REQUIRED ACTION: Set down each line from the start of the material exactly, please, up to and including the one that contains "pub type DataFn".

───── ENTRIES SUPPLIED ─────

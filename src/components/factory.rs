//! # Component Factory
//!
//! 클래스/메서드/파라미터/프로퍼티 데코레이터를 만드는 빌더입니다.
//! 만들어진 데코레이터를 적용하면 데이터 추출 함수가 데코레이션 컨텍스트와 함께
//! 실행되고, 결과가 [`DecoratorEntry`]로 포장되어 소유 클래스의 메타데이터에
//! 누적됩니다.
//!
//! 등록 데코레이터(`component`, `service`, `repository` ...)는 추가로
//! 단일 슬롯 [`Registration`]을 기록합니다.
//!
//! ## 익스텐션 데코레이터 정의 예제
//!
//! ```rust,ignore
//! use serde_json::json;
//! use component_registry::components::{ComponentFactory, MethodDecorator, ParameterDecorator};
//!
//! pub fn http_get(path: &str) -> MethodDecorator {
//!     let path = path.to_string();
//!     ComponentFactory::method_decorator("http/method", move |ctx| {
//!         json!({ "name": ctx.member, "method": "GET", "path": path })
//!     })
//! }
//!
//! pub fn path_param(key: &str) -> ParameterDecorator {
//!     let key = key.to_string();
//!     ComponentFactory::parameter_decorator("http/param", move |_| json!({ "type": "path", "key": key }))
//! }
//! ```
//!
//! ## 적용 예제
//!
//! ```rust,ignore
//! impl Class for UserController {
//!     fn construct(resolver: &mut Resolver<'_>) -> Result<Self, ContainerError> { ... }
//!
//!     fn define(class: &mut ClassDefinition<'_>) {
//!         class
//!             .decorate(controller(ComponentOptions::default()))
//!             .method("get_user", http_get("/users/:id"))
//!             .parameter("get_user", 0, path_param("id"));
//!     }
//! }
//! ```

use std::any::Any;
use std::sync::Arc;

use serde_json::{Value, json};

use crate::components::class::ClassId;
use crate::components::decorator::{DecoratorEntry, DecoratorKind};
use crate::components::metadata::{ComponentMetadata, ControllerMetadata, MetadataStore};
use crate::components::registration::{ComponentOptions, ComponentType, Registration};

/// 데코레이터가 적용되는 위치 정보
///
/// 데이터 추출 함수에 전달됩니다.
#[derive(Debug, Clone, Copy)]
pub struct DecorationContext<'a> {
    pub class: &'a ClassId,
    pub member: Option<&'a str>,
    pub index: Option<usize>,
}

/// 데이터 추출 함수
pub type DataFn = Arc<dyn Fn(&DecorationContext<'_>) -> Value + Send + Sync>;

#[derive(Clone)]
struct DecoratorSpec {
    id: String,
    data: Option<DataFn>,
}

impl DecoratorSpec {
    fn new(id: impl Into<String>, data: Option<DataFn>) -> Self {
        Self { id: id.into(), data }
    }

    fn record(&self, store: &MetadataStore, kind: DecoratorKind, context: DecorationContext<'_>) {
        let data = self
            .data
            .as_ref()
            .map(|extract| extract(&context))
            .unwrap_or(Value::Null);

        ComponentMetadata::add_decorator(
            store,
            context.class,
            DecoratorEntry {
                id: self.id.clone(),
                kind,
                member: context.member.map(str::to_string),
                index: context.index,
                data,
            },
        );
    }
}

/// 클래스 데코레이터
///
/// `registration`이 있으면 등록 데코레이터로 동작합니다.
#[derive(Clone)]
pub struct ClassDecorator {
    spec: DecoratorSpec,
    registration: Option<(ComponentType, ComponentOptions)>,
}

impl ClassDecorator {
    pub fn id(&self) -> &str {
        &self.spec.id
    }

    pub fn apply(&self, store: &MetadataStore, class: &ClassId) {
        if let Some((component_type, options)) = &self.registration {
            ComponentMetadata::set_registration(
                store,
                class,
                Registration::new(component_type.clone(), options.clone()),
            );
        }

        self.spec.record(
            store,
            DecoratorKind::Class,
            DecorationContext { class, member: None, index: None },
        );
    }
}

/// 메서드 데코레이터
#[derive(Clone)]
pub struct MethodDecorator {
    spec: DecoratorSpec,
}

impl MethodDecorator {
    pub fn id(&self) -> &str {
        &self.spec.id
    }

    pub fn apply(&self, store: &MetadataStore, class: &ClassId, method: &str) {
        self.spec.record(
            store,
            DecoratorKind::Method,
            DecorationContext { class, member: Some(method), index: None },
        );
    }
}

/// 파라미터 데코레이터
#[derive(Clone)]
pub struct ParameterDecorator {
    spec: DecoratorSpec,
}

impl ParameterDecorator {
    pub fn id(&self) -> &str {
        &self.spec.id
    }

    pub fn apply(&self, store: &MetadataStore, class: &ClassId, method: &str, index: usize) {
        self.spec.record(
            store,
            DecoratorKind::Parameter,
            DecorationContext { class, member: Some(method), index: Some(index) },
        );
    }
}

/// 프로퍼티 데코레이터
#[derive(Clone)]
pub struct PropertyDecorator {
    spec: DecoratorSpec,
}

impl PropertyDecorator {
    pub fn id(&self) -> &str {
        &self.spec.id
    }

    pub fn apply(&self, store: &MetadataStore, class: &ClassId, property: &str) {
        self.spec.record(
            store,
            DecoratorKind::Property,
            DecorationContext { class, member: Some(property), index: None },
        );
    }
}

/// 데코레이터 빌더
pub struct ComponentFactory;

impl ComponentFactory {
    /// 등록 데코레이터를 만듭니다.
    ///
    /// 데코레이터 ID는 컴포넌트 종류에서 정해지며, 옵션이 항목 데이터로 기록됩니다.
    pub fn decorator(component_type: ComponentType, options: ComponentOptions) -> ClassDecorator {
        let data = json!({
            "id": options.id,
            "scope": options.scope,
            "export": options.export,
        });

        Self::component_decorator(component_type, options, move |_| data.clone())
    }

    /// 데이터 추출 함수를 가진 등록 데코레이터를 만듭니다.
    ///
    /// 익스텐션이 자신만의 컴포넌트 종류를 정의할 때 사용합니다.
    pub fn component_decorator<F>(component_type: ComponentType, options: ComponentOptions, data: F) -> ClassDecorator
    where
        F: Fn(&DecorationContext<'_>) -> Value + Send + Sync + 'static,
    {
        ClassDecorator {
            spec: DecoratorSpec::new(component_type.decorator_id(), Some(Arc::new(data))),
            registration: Some((component_type, options)),
        }
    }

    pub fn class_decorator<F>(id: impl Into<String>, data: F) -> ClassDecorator
    where
        F: Fn(&DecorationContext<'_>) -> Value + Send + Sync + 'static,
    {
        ClassDecorator {
            spec: DecoratorSpec::new(id, Some(Arc::new(data))),
            registration: None,
        }
    }

    pub fn method_decorator<F>(id: impl Into<String>, data: F) -> MethodDecorator
    where
        F: Fn(&DecorationContext<'_>) -> Value + Send + Sync + 'static,
    {
        MethodDecorator {
            spec: DecoratorSpec::new(id, Some(Arc::new(data))),
        }
    }

    pub fn parameter_decorator<F>(id: impl Into<String>, data: F) -> ParameterDecorator
    where
        F: Fn(&DecorationContext<'_>) -> Value + Send + Sync + 'static,
    {
        ParameterDecorator {
            spec: DecoratorSpec::new(id, Some(Arc::new(data))),
        }
    }

    pub fn property_decorator<F>(id: impl Into<String>, data: F) -> PropertyDecorator
    where
        F: Fn(&DecorationContext<'_>) -> Value + Send + Sync + 'static,
    {
        PropertyDecorator {
            spec: DecoratorSpec::new(id, Some(Arc::new(data))),
        }
    }

    /// 데이터가 없는 마커 메서드 데코레이터
    pub fn method_marker(id: impl Into<String>) -> MethodDecorator {
        MethodDecorator {
            spec: DecoratorSpec::new(id, None),
        }
    }
}

/// [`Class::define`](crate::components::class::Class::define)에 전달되는 정의 컨텍스트
///
/// 데코레이터 적용 대상을 현재 클래스로 고정하고, 체이닝 가능한 적용 메서드를 제공합니다.
pub struct ClassDefinition<'a> {
    store: &'a MetadataStore,
    class: ClassId,
}

impl<'a> ClassDefinition<'a> {
    pub(crate) fn new(store: &'a MetadataStore, class: ClassId) -> Self {
        Self { store, class }
    }

    pub fn class(&self) -> &ClassId {
        &self.class
    }

    pub fn store(&self) -> &'a MetadataStore {
        self.store
    }

    pub fn decorate(&mut self, decorator: ClassDecorator) -> &mut Self {
        decorator.apply(self.store, &self.class);
        self
    }

    pub fn method(&mut self, method: &str, decorator: MethodDecorator) -> &mut Self {
        decorator.apply(self.store, &self.class, method);
        self
    }

    pub fn parameter(&mut self, method: &str, index: usize, decorator: ParameterDecorator) -> &mut Self {
        decorator.apply(self.store, &self.class, method, index);
        self
    }

    pub fn property(&mut self, property: &str, decorator: PropertyDecorator) -> &mut Self {
        decorator.apply(self.store, &self.class, property);
        self
    }

    /// 컨트롤러 인터셉터 정보를 추가합니다.
    pub fn interceptor<T: Any + Send + Sync + Clone>(&mut self, info: T) -> &mut Self {
        ControllerMetadata::set_interceptor(self.store, &self.class, info);
        self
    }
}

#[cfg(test)]
mod tests {
    use super::*;
    use crate::components::registration::Scope;
    use serde_json::json;

    struct UserController;

    #[test]
    fn test_member_decorators_record_context() {
        let store = MetadataStore::new();
        let class = ClassId::of::<UserController>();

        let route = ComponentFactory::method_decorator("http/method", |ctx| {
            json!({ "name": ctx.member, "method": "GET" })
        });
        let param = ComponentFactory::parameter_decorator("http/param", |ctx| json!({ "index": ctx.index }));
        let field = ComponentFactory::property_decorator("json/get", |_| json!({ "path": "$.user" }));

        let mut definition = ClassDefinition::new(&store, class);
        definition
            .method("get_user", route)
            .parameter("get_user", 0, param)
            .property("profile", field);

        let entries = ComponentMetadata::get_decorators(&store, &class);
        assert_eq!(entries.len(), 3);

        assert_eq!(entries[0].kind, DecoratorKind::Method);
        assert_eq!(entries[0].member.as_deref(), Some("get_user"));
        assert_eq!(entries[0].data, json!({ "name": "get_user", "method": "GET" }));

        assert_eq!(entries[1].kind, DecoratorKind::Parameter);
        assert_eq!(entries[1].index, Some(0));
        assert_eq!(entries[1].data, json!({ "index": 0 }));

        assert_eq!(entries[2].kind, DecoratorKind::Property);
        assert_eq!(entries[2].member.as_deref(), Some("profile"));
    }

    #[test]
    fn test_registration_decorator_writes_single_slot() {
        let store = MetadataStore::new();
        let class = ClassId::of::<UserController>();

        let decorator = ComponentFactory::decorator(
            ComponentType::Controller,
            ComponentOptions::default().with_id("users").exported(),
        );
        assert_eq!(decorator.id(), "core/controller");

        ClassDefinition::new(&store, class).decorate(decorator);

        let registration = ComponentMetadata::get_registration(&store, &class).unwrap();
        assert_eq!(registration.component_type, ComponentType::Controller);
        assert_eq!(registration.id.as_deref(), Some("users"));
        assert!(registration.export);

        // 등록 데코레이터도 클래스 항목을 하나 남김
        let entries = ComponentMetadata::get_decorators(&store, &class);
        assert_eq!(entries.len(), 1);
        assert_eq!(entries[0].kind, DecoratorKind::Class);
        assert_eq!(entries[0].data["id"], json!("users"));
    }

    #[test]
    fn test_registration_decorator_data_keeps_every_option() {
        let store = MetadataStore::new();
        let class = ClassId::of::<UserController>();

        ClassDefinition::new(&store, class).decorate(ComponentFactory::decorator(
            ComponentType::Service,
            ComponentOptions::default().with_scope(Scope::Transient),
        ));

        let entries = ComponentMetadata::get_decorators(&store, &class);
        assert_eq!(
            entries[0].data,
            json!({ "id": null, "scope": "transient", "export": false })
        );
    }

    #[test]
    fn test_plain_class_decorator_has_no_registration() {
        let store = MetadataStore::new();
        let class = ClassId::of::<UserController>();

        ClassDefinition::new(&store, class)
            .decorate(ComponentFactory::class_decorator("socket/namespace", |_| json!({ "name": "/chat" })));

        assert!(ComponentMetadata::get_registration(&store, &class).is_none());
        assert_eq!(ComponentMetadata::get_decorators(&store, &class).len(), 1);
    }

    #[test]
    fn test_method_marker_has_null_data() {
        let store = MetadataStore::new();
        let class = ClassId::of::<UserController>();

        ClassDefinition::new(&store, class).method("on_init", ComponentFactory::method_marker("lifecycle/init"));

        let entries = ComponentMetadata::get_decorators(&store, &class);
        assert_eq!(entries[0].data, Value::Null);
    }
}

─────

SOLUTION TO THE EXERCISE:
filename src/components/factory.rs
//! # Component Factory
//!
//! 클래스/메서드/파라미터/프로퍼티 데코레이터를 만드는 빌더입니다.
//! 만들어진 데코레이터를 적용하면 데이터 추출 함수가 데코레이션 컨텍스트와 함께
//! 실행되고, 결과가 [`DecoratorEntry`]로 포장되어 소유 클래스의 메타데이터에
//! 누적됩니다.
//!
//! 등록 데코레이터(`component`, `service`, `repository` ...)는 추가로
//! 단일 슬롯 [`Registration`]을 기록합니다.
//!
//! ## 익스텐션 데코레이터 정의 예제
//!
//! ```rust,ignore
//! use serde_json::json;
//! use component_registry::components::{ComponentFactory, MethodDecorator, ParameterDecorator};
//!
//! pub fn http_get(path: &str) -> MethodDecorator {
//!     let path = path.to_string();
//!     ComponentFactory::method_decorator("http/method", move |ctx| {
//!         json!({ "name": ctx.member, "method": "GET", "path": path })
//!     })
//! }
//!
//! pub fn path_param(key: &str) -> ParameterDecorator {
//!     let key = key.to_string();
//!     ComponentFactory::parameter_decorator("http/param", move |_| json!({ "type": "path", "key": key }))
//! }
//! ```
//!
//! ## 적용 예제
//!
//! ```rust,ignore
//! impl Class for UserController {
//!     fn construct(resolver: &mut Resolver<'_>) -> Result<Self, ContainerError> { ... }
//!
//!     fn define(class: &mut ClassDefinition<'_>) {
//!         class
//!             .decorate(controller(ComponentOptions::default()))
//!             .method("get_user", http_get("/users/:id"))
//!             .parameter("get_user", 0, path_param("id"));
//!     }
//! }
//! ```

use std::any::Any;
use std::sync::Arc;

use serde_json::{Value, json};

use crate::components::class::ClassId;
use crate::components::decorator::{DecoratorEntry, DecoratorKind};
use crate::components::metadata::{ComponentMetadata, ControllerMetadata, MetadataStore};
use crate::components::registration::{ComponentOptions, ComponentType, Registration};

/// 데코레이터가 적용되는 위치 정보
///
/// 데이터 추출 함수에 전달됩니다.
#[derive(Debug, Clone, Copy)]
pub struct DecorationContext<'a> {
    pub class: &'a ClassId,
    pub member: Option<&'a str>,
    pub index: Option<usize>,
}

/// 데이터 추출 함수
pub type DataFn = Arc<dyn Fn(&DecorationContext<'_>) -> Value + Send + Sync>;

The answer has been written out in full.